Exercise description. For each line of the data below that holds "invalid", copy the line.

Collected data
-.-.-

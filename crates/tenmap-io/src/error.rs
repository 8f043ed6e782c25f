//! Error types for tensor map serialization

use tenmap_core::{DType, TensorMapError};
use thiserror::Error;

/// Errors raised while saving or loading tensor maps
#[derive(Error, Debug)]
pub enum IoError {
    #[error("I/O error: {0}")]
    Io(#[from] std::io::Error),

    #[error("archive is too short ({len} bytes) to contain a header")]
    Truncated { len: usize },

    #[error("invalid magic bytes {found:?}, this is not a tensor map archive")]
    BadMagic { found: [u8; 4] },

    #[error("unsupported archive version {found}, this build reads version {supported}")]
    UnsupportedVersion { found: u32, supported: u32 },

    #[error("unknown dtype tag {0} in archive header")]
    UnknownDType(u8),

    #[error("archive contains {found} data, but {expected} was requested")]
    DTypeMismatch { expected: DType, found: DType },

    #[error("payload of {size} bytes exceeds the configured limit of {limit} bytes")]
    PayloadTooLarge { size: u64, limit: u64 },

    #[error("failed to encode tensor map: {0}")]
    Encode(#[from] bincode::error::EncodeError),

    #[error("failed to decode tensor map: {0}")]
    Decode(#[from] bincode::error::DecodeError),

    #[error("{trailing} unexpected trailing bytes after the encoded tensor map")]
    TrailingBytes { trailing: usize },

    #[error("invalid metadata in archive: {0}")]
    Metadata(#[from] TensorMapError),
}

/// Result type for serialization operations
pub type Result<T> = std::result::Result<T, IoError>;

-.-.-

Solution to this task.
    #[error("invalid magic bytes {found:?}, this is not a tensor map archive")]
    #[error("invalid metadata in archive: {0}")]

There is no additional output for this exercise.